[Data to process — start]

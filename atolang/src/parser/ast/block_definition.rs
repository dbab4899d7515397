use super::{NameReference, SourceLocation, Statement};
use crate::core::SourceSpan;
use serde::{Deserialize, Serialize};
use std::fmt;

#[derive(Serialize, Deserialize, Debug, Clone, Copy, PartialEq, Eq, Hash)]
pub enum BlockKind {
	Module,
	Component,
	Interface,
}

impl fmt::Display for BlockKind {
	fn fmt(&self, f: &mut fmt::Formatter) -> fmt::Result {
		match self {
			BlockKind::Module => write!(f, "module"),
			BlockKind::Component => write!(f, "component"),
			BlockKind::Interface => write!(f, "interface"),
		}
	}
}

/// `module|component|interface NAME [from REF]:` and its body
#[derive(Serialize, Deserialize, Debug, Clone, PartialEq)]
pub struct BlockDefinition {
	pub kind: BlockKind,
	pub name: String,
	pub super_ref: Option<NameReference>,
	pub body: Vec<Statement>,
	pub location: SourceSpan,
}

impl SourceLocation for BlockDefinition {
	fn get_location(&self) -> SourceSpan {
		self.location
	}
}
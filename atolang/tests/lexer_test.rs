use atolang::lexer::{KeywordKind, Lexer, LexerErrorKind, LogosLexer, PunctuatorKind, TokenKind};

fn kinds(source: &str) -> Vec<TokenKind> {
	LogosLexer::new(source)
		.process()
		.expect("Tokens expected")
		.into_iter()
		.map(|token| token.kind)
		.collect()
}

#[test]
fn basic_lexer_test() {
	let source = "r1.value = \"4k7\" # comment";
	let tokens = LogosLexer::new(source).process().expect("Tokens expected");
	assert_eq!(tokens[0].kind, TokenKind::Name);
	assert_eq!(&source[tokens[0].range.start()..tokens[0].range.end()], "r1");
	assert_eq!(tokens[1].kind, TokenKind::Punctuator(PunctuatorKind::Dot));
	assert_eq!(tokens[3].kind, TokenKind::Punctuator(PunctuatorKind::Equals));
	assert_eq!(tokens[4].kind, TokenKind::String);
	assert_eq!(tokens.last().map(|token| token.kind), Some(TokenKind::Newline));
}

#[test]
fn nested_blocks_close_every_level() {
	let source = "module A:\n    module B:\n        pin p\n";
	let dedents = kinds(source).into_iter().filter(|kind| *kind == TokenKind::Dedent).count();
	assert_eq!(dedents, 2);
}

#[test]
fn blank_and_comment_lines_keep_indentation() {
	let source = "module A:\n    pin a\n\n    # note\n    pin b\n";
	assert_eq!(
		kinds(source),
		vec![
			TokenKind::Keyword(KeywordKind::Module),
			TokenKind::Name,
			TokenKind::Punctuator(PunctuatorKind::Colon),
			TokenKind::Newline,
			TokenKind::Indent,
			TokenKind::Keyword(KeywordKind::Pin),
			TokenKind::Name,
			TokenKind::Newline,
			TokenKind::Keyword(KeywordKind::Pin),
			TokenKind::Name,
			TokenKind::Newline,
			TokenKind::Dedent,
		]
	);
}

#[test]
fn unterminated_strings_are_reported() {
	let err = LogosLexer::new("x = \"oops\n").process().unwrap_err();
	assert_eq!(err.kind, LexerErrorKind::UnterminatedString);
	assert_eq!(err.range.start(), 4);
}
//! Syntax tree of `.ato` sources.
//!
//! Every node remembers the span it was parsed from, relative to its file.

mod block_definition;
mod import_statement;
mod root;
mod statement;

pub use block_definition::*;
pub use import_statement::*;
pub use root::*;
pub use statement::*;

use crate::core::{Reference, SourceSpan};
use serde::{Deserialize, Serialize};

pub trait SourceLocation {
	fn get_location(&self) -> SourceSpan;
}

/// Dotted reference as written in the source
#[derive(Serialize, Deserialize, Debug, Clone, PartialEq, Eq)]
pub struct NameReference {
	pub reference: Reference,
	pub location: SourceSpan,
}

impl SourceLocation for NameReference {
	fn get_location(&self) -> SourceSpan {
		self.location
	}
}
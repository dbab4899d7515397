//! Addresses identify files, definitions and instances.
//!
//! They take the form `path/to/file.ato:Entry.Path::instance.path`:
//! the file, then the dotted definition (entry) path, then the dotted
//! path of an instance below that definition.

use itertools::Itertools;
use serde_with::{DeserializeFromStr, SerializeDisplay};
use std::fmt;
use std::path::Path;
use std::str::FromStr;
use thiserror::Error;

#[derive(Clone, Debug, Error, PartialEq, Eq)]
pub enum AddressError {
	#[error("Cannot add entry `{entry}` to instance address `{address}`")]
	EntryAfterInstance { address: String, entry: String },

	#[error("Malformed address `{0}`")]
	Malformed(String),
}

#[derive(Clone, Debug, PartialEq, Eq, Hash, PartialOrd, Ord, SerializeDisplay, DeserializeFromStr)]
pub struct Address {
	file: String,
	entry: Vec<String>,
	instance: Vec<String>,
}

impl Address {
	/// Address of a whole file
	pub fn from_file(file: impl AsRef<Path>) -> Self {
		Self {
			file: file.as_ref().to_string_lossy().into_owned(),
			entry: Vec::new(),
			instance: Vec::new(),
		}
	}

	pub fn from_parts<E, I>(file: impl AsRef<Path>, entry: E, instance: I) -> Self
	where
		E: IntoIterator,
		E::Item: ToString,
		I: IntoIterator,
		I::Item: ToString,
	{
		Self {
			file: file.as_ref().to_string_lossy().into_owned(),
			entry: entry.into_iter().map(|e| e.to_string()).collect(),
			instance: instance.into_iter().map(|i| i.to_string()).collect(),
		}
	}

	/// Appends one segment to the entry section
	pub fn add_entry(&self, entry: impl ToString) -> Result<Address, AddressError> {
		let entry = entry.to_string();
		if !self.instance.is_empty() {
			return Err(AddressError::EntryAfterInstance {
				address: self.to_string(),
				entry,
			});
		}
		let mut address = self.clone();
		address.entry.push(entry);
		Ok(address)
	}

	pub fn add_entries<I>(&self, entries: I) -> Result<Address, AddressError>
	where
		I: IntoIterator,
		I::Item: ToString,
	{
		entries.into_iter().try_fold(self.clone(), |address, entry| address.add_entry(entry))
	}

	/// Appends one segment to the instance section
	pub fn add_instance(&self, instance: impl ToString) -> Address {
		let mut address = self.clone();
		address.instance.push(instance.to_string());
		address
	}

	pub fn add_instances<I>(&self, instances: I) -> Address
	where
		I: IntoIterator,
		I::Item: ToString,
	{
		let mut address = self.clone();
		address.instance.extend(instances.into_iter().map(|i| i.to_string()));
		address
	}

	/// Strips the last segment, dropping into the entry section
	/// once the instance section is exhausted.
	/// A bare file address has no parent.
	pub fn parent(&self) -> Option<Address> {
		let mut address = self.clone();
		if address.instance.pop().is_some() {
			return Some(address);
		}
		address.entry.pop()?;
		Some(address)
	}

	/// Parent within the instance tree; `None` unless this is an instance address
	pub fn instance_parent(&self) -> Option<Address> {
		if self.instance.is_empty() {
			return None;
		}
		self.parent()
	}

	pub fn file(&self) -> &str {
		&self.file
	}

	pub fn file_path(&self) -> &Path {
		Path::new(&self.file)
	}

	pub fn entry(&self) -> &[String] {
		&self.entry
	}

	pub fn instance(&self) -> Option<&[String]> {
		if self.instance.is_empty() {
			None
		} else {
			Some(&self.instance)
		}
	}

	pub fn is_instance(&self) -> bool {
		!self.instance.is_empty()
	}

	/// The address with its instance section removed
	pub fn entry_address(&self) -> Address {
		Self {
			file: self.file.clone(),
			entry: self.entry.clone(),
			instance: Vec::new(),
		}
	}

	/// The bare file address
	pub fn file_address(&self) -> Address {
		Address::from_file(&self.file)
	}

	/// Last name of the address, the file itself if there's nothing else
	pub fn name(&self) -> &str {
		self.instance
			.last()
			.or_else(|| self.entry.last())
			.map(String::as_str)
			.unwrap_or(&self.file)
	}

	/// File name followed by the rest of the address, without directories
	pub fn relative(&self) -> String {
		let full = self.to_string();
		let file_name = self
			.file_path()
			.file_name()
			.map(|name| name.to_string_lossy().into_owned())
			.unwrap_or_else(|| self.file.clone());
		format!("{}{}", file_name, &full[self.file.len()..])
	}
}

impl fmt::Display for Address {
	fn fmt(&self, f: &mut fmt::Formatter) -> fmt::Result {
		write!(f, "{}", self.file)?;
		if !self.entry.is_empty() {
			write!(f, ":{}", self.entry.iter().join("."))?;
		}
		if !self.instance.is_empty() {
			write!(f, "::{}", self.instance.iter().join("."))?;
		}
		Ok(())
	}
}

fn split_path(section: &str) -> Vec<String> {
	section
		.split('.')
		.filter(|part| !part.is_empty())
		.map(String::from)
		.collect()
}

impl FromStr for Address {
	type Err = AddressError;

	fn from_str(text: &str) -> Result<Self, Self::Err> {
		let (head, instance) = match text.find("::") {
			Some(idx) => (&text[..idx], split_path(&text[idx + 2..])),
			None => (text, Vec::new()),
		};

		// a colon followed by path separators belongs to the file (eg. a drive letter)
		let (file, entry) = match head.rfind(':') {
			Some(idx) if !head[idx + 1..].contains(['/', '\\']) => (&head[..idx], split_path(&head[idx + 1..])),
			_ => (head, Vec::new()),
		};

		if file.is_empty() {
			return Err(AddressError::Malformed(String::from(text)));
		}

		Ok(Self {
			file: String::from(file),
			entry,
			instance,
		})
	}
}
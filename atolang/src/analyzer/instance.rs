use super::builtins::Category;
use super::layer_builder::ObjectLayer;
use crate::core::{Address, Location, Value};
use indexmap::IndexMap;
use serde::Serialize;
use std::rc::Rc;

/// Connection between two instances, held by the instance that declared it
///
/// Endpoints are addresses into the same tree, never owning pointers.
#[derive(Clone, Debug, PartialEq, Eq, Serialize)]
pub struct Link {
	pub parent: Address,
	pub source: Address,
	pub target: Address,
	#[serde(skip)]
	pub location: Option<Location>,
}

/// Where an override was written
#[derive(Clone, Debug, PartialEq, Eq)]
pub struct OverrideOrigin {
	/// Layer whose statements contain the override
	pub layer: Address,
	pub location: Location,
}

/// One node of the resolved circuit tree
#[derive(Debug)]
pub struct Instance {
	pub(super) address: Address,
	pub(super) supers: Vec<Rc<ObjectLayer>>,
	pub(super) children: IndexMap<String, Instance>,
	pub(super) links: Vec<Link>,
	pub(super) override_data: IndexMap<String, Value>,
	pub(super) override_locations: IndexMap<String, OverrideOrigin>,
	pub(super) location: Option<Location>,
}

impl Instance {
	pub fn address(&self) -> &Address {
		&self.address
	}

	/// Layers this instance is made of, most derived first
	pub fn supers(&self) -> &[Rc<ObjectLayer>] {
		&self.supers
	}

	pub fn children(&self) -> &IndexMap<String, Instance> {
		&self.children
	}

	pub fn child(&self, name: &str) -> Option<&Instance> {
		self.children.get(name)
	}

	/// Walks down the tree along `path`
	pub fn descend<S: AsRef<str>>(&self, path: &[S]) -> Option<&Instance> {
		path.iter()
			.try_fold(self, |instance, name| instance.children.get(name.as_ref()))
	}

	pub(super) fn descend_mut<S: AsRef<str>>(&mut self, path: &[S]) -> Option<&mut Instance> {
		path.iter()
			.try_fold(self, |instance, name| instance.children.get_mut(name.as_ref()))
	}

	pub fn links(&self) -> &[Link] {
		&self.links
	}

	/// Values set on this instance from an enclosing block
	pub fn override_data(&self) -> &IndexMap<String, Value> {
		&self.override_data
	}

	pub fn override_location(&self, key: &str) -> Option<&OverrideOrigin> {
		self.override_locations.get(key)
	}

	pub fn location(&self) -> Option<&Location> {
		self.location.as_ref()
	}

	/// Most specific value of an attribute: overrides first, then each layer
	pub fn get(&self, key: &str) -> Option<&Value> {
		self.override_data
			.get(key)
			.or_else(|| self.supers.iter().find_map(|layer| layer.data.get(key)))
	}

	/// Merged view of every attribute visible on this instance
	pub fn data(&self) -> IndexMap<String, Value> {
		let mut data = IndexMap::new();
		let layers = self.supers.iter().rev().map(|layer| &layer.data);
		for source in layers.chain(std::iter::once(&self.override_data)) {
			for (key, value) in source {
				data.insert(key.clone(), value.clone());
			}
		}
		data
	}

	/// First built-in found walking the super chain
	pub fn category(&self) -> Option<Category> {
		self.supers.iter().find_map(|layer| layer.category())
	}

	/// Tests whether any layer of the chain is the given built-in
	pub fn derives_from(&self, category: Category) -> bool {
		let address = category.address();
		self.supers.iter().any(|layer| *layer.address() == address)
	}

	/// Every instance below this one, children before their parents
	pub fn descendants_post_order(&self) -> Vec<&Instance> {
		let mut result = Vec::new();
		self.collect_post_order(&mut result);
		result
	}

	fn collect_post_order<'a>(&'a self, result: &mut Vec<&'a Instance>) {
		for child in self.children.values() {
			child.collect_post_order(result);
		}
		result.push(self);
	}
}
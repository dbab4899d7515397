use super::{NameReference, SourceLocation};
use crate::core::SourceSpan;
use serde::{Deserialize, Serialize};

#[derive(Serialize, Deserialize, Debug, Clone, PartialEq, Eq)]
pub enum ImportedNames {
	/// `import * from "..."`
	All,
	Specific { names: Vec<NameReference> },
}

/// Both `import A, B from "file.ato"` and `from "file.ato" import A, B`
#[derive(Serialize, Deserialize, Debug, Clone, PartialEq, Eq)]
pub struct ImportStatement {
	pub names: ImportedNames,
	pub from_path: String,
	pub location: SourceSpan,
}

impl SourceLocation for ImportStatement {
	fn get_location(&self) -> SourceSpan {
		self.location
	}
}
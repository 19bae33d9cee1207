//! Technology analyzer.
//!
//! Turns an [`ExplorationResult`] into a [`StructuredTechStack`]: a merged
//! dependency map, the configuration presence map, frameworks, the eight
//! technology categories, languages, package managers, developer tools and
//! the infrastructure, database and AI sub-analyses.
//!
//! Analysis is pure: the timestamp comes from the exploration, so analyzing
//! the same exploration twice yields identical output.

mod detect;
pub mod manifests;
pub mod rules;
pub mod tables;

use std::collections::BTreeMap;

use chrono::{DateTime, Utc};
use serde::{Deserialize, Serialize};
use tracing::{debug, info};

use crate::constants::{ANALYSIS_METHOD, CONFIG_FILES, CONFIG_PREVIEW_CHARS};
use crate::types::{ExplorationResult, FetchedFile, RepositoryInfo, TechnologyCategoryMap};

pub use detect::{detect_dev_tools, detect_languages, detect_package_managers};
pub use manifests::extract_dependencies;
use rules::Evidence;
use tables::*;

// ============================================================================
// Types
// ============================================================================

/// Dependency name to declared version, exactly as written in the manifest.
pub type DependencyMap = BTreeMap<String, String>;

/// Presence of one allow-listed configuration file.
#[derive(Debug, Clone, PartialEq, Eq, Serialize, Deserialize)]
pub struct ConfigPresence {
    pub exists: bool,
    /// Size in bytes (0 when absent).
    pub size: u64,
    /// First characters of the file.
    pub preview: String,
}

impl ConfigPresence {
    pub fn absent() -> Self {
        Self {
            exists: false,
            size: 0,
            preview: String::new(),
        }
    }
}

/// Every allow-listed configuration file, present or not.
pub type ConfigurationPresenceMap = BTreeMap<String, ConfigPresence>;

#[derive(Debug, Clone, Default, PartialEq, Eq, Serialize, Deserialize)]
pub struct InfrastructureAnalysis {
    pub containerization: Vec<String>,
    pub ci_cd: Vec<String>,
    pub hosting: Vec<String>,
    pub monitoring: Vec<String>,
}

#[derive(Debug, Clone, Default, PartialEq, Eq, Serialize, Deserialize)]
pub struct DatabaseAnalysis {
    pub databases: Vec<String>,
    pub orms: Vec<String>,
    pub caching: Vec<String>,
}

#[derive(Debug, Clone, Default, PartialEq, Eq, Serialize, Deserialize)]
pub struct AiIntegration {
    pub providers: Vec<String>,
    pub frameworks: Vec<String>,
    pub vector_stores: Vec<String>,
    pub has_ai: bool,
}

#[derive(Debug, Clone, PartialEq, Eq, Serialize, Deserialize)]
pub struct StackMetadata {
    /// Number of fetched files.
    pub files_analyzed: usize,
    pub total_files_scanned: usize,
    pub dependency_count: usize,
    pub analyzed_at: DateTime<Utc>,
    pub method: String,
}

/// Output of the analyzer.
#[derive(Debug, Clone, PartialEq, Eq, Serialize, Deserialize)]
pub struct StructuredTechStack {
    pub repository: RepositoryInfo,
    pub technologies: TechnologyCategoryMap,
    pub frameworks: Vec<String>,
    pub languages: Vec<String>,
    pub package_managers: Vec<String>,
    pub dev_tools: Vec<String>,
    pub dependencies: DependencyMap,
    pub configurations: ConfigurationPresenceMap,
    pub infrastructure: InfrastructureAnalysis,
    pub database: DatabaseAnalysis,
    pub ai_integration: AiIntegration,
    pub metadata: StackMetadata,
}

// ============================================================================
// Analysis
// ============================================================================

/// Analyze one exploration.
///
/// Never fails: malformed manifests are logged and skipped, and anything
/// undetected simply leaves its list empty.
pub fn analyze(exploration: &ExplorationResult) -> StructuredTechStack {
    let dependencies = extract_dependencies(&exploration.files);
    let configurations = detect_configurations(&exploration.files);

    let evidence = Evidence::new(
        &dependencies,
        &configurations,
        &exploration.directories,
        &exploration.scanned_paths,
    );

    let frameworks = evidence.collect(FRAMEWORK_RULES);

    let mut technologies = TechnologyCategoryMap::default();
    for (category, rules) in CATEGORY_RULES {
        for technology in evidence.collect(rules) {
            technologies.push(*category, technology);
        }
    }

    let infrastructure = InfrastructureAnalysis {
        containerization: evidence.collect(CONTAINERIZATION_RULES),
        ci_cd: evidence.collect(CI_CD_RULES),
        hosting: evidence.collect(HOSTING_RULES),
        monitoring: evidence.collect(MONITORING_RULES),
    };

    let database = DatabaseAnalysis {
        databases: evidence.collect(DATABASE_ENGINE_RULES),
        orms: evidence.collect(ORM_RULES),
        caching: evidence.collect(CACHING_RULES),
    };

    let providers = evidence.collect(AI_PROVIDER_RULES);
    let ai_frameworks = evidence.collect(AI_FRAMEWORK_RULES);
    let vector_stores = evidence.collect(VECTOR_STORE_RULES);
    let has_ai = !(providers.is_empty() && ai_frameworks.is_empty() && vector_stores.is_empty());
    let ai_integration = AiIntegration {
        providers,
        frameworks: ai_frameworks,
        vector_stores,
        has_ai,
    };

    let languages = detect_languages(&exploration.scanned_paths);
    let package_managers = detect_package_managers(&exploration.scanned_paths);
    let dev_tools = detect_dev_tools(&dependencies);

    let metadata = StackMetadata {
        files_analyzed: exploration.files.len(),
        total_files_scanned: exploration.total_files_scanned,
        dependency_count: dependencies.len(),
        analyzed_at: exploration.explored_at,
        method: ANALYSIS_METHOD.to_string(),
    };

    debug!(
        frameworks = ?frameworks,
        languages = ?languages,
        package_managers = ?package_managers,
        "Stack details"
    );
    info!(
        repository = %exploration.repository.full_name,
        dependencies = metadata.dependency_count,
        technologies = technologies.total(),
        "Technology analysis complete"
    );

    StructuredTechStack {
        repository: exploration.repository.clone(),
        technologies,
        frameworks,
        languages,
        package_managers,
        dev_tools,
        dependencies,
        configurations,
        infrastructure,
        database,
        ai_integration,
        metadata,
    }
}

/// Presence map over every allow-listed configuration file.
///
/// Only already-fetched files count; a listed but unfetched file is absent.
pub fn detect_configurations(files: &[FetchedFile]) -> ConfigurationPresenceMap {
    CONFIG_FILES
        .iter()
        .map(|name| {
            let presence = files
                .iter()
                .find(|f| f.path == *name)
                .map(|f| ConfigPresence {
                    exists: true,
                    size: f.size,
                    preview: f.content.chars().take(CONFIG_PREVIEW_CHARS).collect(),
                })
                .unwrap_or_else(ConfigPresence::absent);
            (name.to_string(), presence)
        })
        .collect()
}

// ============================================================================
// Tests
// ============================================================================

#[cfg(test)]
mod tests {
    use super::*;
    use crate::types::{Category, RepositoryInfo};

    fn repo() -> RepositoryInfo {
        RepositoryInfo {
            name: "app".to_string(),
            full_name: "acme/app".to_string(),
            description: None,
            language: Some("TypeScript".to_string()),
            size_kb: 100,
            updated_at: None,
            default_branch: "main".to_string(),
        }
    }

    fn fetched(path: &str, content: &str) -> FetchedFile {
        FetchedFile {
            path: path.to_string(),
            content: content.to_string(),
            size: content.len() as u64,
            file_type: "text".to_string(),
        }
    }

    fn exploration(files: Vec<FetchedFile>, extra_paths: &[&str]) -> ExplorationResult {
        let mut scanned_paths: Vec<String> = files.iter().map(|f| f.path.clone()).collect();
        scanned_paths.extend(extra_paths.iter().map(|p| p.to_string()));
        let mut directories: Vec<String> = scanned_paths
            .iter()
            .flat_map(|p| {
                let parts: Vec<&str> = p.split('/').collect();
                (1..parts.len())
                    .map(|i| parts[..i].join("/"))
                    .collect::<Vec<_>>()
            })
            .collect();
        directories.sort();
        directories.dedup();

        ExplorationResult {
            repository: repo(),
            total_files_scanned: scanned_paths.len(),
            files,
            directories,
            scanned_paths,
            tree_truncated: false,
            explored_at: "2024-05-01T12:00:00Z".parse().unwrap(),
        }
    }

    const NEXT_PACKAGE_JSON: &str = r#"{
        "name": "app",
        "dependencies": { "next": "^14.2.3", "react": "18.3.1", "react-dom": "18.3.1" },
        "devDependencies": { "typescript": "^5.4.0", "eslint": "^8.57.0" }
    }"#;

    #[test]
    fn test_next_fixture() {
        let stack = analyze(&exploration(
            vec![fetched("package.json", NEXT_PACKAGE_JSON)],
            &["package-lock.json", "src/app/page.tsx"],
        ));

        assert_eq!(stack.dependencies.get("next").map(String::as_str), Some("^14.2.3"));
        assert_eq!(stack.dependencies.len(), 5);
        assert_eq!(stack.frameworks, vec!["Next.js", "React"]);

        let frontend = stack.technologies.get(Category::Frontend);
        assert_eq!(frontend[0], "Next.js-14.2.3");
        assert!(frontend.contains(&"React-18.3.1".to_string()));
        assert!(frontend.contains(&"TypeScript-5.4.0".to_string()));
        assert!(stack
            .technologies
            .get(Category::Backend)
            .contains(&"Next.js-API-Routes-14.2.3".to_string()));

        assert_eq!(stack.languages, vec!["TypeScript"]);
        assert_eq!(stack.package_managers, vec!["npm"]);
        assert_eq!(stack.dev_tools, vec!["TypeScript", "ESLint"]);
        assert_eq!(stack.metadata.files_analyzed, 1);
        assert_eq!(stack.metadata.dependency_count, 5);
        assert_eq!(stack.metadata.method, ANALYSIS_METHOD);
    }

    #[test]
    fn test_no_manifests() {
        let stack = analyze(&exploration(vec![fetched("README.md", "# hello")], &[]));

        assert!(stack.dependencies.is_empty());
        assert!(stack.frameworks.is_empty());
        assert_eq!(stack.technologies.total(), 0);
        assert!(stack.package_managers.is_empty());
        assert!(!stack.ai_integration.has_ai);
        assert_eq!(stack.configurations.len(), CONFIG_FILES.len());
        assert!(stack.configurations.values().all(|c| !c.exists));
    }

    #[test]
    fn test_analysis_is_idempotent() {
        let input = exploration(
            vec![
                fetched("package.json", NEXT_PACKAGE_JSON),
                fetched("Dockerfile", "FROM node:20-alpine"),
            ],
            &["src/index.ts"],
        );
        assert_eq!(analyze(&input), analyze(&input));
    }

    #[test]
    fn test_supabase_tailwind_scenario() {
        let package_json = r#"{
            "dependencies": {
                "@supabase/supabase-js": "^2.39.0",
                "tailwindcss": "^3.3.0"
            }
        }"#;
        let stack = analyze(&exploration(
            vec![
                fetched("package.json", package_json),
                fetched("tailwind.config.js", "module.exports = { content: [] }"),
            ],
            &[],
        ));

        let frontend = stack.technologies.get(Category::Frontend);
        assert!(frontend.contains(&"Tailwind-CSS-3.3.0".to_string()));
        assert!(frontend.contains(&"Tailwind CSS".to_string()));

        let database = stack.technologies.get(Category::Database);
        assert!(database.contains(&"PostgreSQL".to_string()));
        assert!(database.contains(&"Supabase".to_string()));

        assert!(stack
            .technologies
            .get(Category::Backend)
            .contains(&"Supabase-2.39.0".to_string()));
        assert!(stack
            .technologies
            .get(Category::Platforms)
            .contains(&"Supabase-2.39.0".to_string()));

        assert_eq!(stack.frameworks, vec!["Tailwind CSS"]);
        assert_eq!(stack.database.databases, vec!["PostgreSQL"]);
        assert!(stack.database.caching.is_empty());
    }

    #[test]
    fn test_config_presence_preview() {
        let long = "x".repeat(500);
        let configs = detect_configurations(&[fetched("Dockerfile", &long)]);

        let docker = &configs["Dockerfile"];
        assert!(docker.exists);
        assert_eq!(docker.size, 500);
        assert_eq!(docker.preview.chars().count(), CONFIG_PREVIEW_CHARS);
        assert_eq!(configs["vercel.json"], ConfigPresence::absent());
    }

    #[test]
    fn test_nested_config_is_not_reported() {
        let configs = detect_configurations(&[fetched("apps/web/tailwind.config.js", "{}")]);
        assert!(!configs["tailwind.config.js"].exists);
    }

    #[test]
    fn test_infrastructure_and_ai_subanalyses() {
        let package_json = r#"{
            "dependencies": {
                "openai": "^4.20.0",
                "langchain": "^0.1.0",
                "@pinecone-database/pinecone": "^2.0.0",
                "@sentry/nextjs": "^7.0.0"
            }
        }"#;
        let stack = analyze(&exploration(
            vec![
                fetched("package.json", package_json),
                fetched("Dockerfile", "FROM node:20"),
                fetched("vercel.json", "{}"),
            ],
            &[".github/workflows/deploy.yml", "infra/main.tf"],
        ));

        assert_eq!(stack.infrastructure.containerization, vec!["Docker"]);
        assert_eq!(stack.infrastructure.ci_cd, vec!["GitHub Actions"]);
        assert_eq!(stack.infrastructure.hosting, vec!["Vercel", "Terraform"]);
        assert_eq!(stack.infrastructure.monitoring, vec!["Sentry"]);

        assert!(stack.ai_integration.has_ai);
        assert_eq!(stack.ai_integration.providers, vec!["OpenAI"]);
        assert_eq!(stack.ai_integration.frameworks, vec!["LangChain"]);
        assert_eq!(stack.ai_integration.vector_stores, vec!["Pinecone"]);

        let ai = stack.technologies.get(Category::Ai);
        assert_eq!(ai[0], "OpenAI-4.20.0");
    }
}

[Data to process — finish]

### What needs to be done:
Look for the word "section" in the records above, count the lines that hold it, and give only that number.

### Expected output:
7